Francis Galton: Belief in Hereditary Genius

Western attempts to assess such differences began in earnest with English scientist Francis Galton (1822–1911), who was fascinated with measuring human traits. When his cousin Charles Darwin proposed that nature selects successful traits through the survival of the fittest, Galton wondered if it might be possible to measure “natural ability” and to encourage those of high ability to mate with one another. At the 1884 London Health Exhibition, more than 10,000 visitors received his assessment of their “intellectual strengths” based on such things as reaction time, sensory acuity, muscular power, and body proportions. But alas, on these measures, well-regarded adults and students did not outscore others. Nor did the measures correlate with each other.

Although Galton’s quest for a simple intelligence measure failed, he gave us some statistical techniques that we still use (as well as the phrase nature and nurture). And his persistent belief in the inheritance of genius—reflected in his book, Hereditary Genius—illustrates an important lesson from both the history of intelligence research and the history of science: Although science itself strives for objectivity, individual scientists are affected by their own assumptions and attitudes.

Alfred Binet: Predicting School Achievement

Alfred Binet (1857–1911) “Some recent philosophers have given their moral approval to the deplorable verdict that an individual’s intelligence is a fixed quantity, one which cannot be augmented. We must protest and act against this brutal pessimism” (Binet, 1909, p. 141).

mental age a measure of intelligence test performance devised by Binet; the chronological age that most typically corresponds to a given level of performance. Thus, a child who does as well as an average 8-year-old is said to have a mental age of 8.

Modern intelligence testing traces its birth to early twentieth-century France, where a new law required all children to attend school. French officials knew that some children, including many newcomers to Paris, would struggle and need special classes. But how could the schools make fair judgments about children’s learning potential? Teachers might assess children who had little prior education as slow learners. Or they might sort children into classes on the basis of their social backgrounds. To minimize such bias, France’s minister of public education gave Alfred Binet and others, including Théodore Simon, the task of studying this problem.

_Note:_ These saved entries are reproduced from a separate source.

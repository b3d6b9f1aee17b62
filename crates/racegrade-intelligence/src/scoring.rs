// ABOUTME: Comparative scoring of a single finish time at a single distance
// ABOUTME: Percentile, ability tier, age grading, and benchmark comparisons
//
// SPDX-License-Identifier: MIT OR Apache-2.0
// Copyright (c) 2025 racegrade contributors

//! Scoring of individual performances.
//!
//! A score answers "how good is this time" from several angles at once: the
//! share of the running population it beats, the ability tier it lands in,
//! the age-adjusted percentage of the open-class standard, and side-by-side
//! comparisons against population averages.

use serde::{Deserialize, Serialize};
use tracing::debug;

use racegrade_core::models::{AbilityLevel, AgeGradeCategory, Distance, Gender};
use racegrade_core::timefmt::format_time;

use crate::reference;
use crate::util::round_to_tenth;

/// Multi-angle assessment of one finish time.
#[derive(Debug, Clone, Serialize, Deserialize)]
pub struct ComparativeScore {
    /// Share of the running population this time beats.
    pub percentile: f64,
    /// Ability tier for the athlete's age bracket and gender.
    pub ability_level: AbilityLevel,
    /// Encouragement message keyed off the percentile.
    pub rating_message: String,
    /// Age-adjusted percentage of the open-class standard, one decimal
    /// place. Zero means no age grade could be computed.
    pub age_grade_percent: f64,
    /// Finish time adjusted to open-class age, in seconds. Zero means no
    /// age grade could be computed.
    pub age_graded_time_seconds: u32,
    /// Category band for the age grade percentage.
    pub age_grade_category: AgeGradeCategory,
}

/// One benchmark row: the athlete's time against a population average.
#[derive(Debug, Clone, Serialize, Deserialize)]
pub struct BenchmarkComparison {
    /// Benchmark label, e.g. `Global 5K Average`.
    pub name: String,
    /// Benchmark time in seconds.
    pub benchmark_seconds: u32,
    /// Benchmark time formatted as a clock time.
    pub benchmark_time: String,
    /// Absolute gap between the athlete's time and the benchmark.
    pub difference_seconds: u32,
    /// The gap formatted as a clock time.
    pub difference_time: String,
    /// True when the athlete beat the benchmark outright.
    pub faster: bool,
}

/// Full per-distance report: the scored time plus benchmark context.
#[derive(Debug, Clone, Serialize, Deserialize)]
pub struct DistanceReport {
    /// The distance this report covers.
    pub distance: Distance,
    /// Display name of the distance.
    pub distance_name: String,
    /// The assessed finish time in seconds.
    pub time_seconds: u32,
    /// The assessed finish time formatted as a clock time.
    pub formatted_time: String,
    /// The comparative score for this time.
    #[serde(flatten)]
    pub score: ComparativeScore,
    /// Age-graded time formatted as a clock time, absent when no age grade
    /// was computable.
    #[serde(skip_serializing_if = "Option::is_none")]
    pub age_graded_time: Option<String>,
    /// Benchmark comparison rows, empty for distances without benchmarks.
    pub comparisons: Vec<BenchmarkComparison>,
}

/// Score a finish time at a distance for an athlete of the given age and
/// gender.
///
/// Total over all inputs: distances without reference data score with the
/// documented fallbacks (5K percentile ladder, intermediate tier, no age
/// grade).
///
/// ```rust
/// use racegrade_core::models::{Distance, Gender};
/// use racegrade_intelligence::scoring::score;
///
/// let scored = score(1096, &Distance::FiveK, 55, Gender::Male);
/// assert_eq!(scored.age_graded_time_seconds, 932);
/// assert!((scored.age_grade_percent - 81.0).abs() < f64::EPSILON);
/// ```
#[must_use]
pub fn score(time_seconds: u32, distance: &Distance, age: u32, gender: Gender) -> ComparativeScore {
    if let Distance::Other(label) = distance {
        debug!(distance = %label, "no reference tables for distance, scoring with fallbacks");
    }

    let percentile = reference::percentile_for_time(time_seconds, distance);
    let (age_grade_percent, age_graded_time_seconds) = age_grade(time_seconds, distance, age, gender);

    ComparativeScore {
        percentile,
        ability_level: reference::ability_level(time_seconds, distance, age, gender),
        rating_message: rating_message(percentile, distance),
        age_grade_percent,
        age_graded_time_seconds,
        age_grade_category: AgeGradeCategory::from_percent(age_grade_percent),
    }
}

/// Age grade a finish time: `(percentage of open standard, age-graded time)`.
///
/// The age-graded time is the finish time scaled by the age factor and
/// rounded to the nearest second. Both values are zero when the distance has
/// no open standard, the time is zero, or the graded time rounds to zero.
#[must_use]
pub fn age_grade(time_seconds: u32, distance: &Distance, age: u32, gender: Gender) -> (f64, u32) {
    let standard = reference::open_standard_seconds(distance, gender);
    if standard == 0 || time_seconds == 0 {
        return (0.0, 0);
    }

    let factor = reference::age_grade_factor(age, distance, gender);
    let graded = (f64::from(time_seconds) * factor).round() as u32;
    if graded == 0 {
        return (0.0, 0);
    }

    let percent = round_to_tenth(f64::from(standard) / f64::from(graded) * 100.0);
    (percent, graded)
}

/// Compare a time against the distance's benchmark averages.
///
/// Always yields the overall global and UK rows; passing a gender adds the
/// matching global gendered row. Distances without benchmark data yield an
/// empty list.
#[must_use]
pub fn compare_to_benchmarks(
    time_seconds: u32,
    distance: &Distance,
    gender: Option<Gender>,
) -> Vec<BenchmarkComparison> {
    let Some(set) = reference::benchmark_set(distance) else {
        return Vec::new();
    };
    let name = distance.display_name();

    let mut comparisons = vec![
        benchmark_row(format!("Global {name} Average"), set.global, time_seconds),
        benchmark_row(format!("UK {name} Average"), set.uk, time_seconds),
    ];

    if let Some(gender) = gender {
        let (benchmark, label) = match gender {
            Gender::Male => (set.global_male, format!("Global Male {name} Average")),
            Gender::Female => (set.global_female, format!("Global Female {name} Average")),
        };
        comparisons.push(benchmark_row(label, benchmark, time_seconds));
    }

    comparisons
}

/// Build the full report for one distance.
#[must_use]
pub fn distance_report(
    time_seconds: u32,
    distance: Distance,
    age: u32,
    gender: Gender,
) -> DistanceReport {
    let score = score(time_seconds, &distance, age, gender);
    let comparisons = compare_to_benchmarks(time_seconds, &distance, Some(gender));
    let age_graded_time =
        (score.age_graded_time_seconds > 0).then(|| format_time(score.age_graded_time_seconds));

    DistanceReport {
        distance_name: distance.display_name().to_owned(),
        time_seconds,
        formatted_time: format_time(time_seconds),
        score,
        age_graded_time,
        comparisons,
        distance,
    }
}

fn benchmark_row(name: String, benchmark_seconds: u32, time_seconds: u32) -> BenchmarkComparison {
    let difference = benchmark_seconds.abs_diff(time_seconds);
    BenchmarkComparison {
        name,
        benchmark_seconds,
        benchmark_time: format_time(benchmark_seconds),
        difference_seconds: difference,
        difference_time: format_time(difference),
        faster: benchmark_seconds > time_seconds,
    }
}

fn rating_message(percentile: f64, distance: &Distance) -> String {
    let name = distance.display_name();
    if percentile >= 99.0 {
        format!("Incredible! You're among the fastest {name} runners!")
    } else if percentile >= 95.0 {
        format!("Outstanding! Elite-level {name} performance!")
    } else if percentile >= 90.0 {
        format!("Excellent! Faster than 90% of {name} runners!")
    } else if percentile >= 80.0 {
        format!("Great {name} time! Faster than 80% of runners!")
    } else if percentile >= 70.0 {
        format!("Well done! Faster than most {name} runners!")
    } else if percentile >= 50.0 {
        format!("Good {name} time! Faster than average!")
    } else if percentile >= 30.0 {
        format!("Solid {name} effort! Keep training!")
    } else {
        format!("You completed the {name}! Great achievement!")
    }
}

In 1905, Binet and Simon first presented their work under the archaic title, “New Methods for Diagnosing the Idiot, the Imbecile, and the Moron” (Nicolas & Levine, 2012). They began by assuming that all children follow the same course of intellectual development but that some develop more rapidly. On tests, therefore, a “dull” child should score much like a typical younger child, and a “bright” child like a typical older child. Thus, their goal became measuring each child’s mental age, the level of performance typically associated with a certain chronological age. The average 9-year-old, then, has a mental age of 9. Children with below-average mental ages, such as 9-year-olds who perform at the level of typical 7-year-olds, would struggle with age-appropriate schoolwork. A 9-year-old who performs at the level of typical 11-year-olds should find schoolwork easy.

To measure mental age, Binet and Simon theorized that mental aptitude, like athletic aptitude, is a general capacity that shows up in various ways. They tested a variety of reasoning and problem-solving questions on Binet’s two daughters, and then on “bright” and “backward” Parisian schoolchildren. The items they developed eventually predicted how well French children would handle their schoolwork.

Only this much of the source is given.